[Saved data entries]
★ ★ ★ ★ ★

//!  Storage of alert dedupe keys is organized through [dedupe_store::FileDedupeStore].
//!  The basic idea is:
//!   - There is a single json file mapping keys to values.
//!   - Every change is a read-modify-write of the whole file under an exclusive lock, so several
//!     daemons can share it.
//!   - Keys are never removed.
//!
//!  Alerts waiting for the user live in [alert_inbox::AlertInbox], a json-lines file that the
//!  cli empties whenever it shows them.

pub mod alert_inbox;
pub mod dedupe_store;
#[cfg(test)]
pub mod memory;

★ ★ ★ ★ ★

Give back one number only: the count of lines in the entries that hold the string "json".

2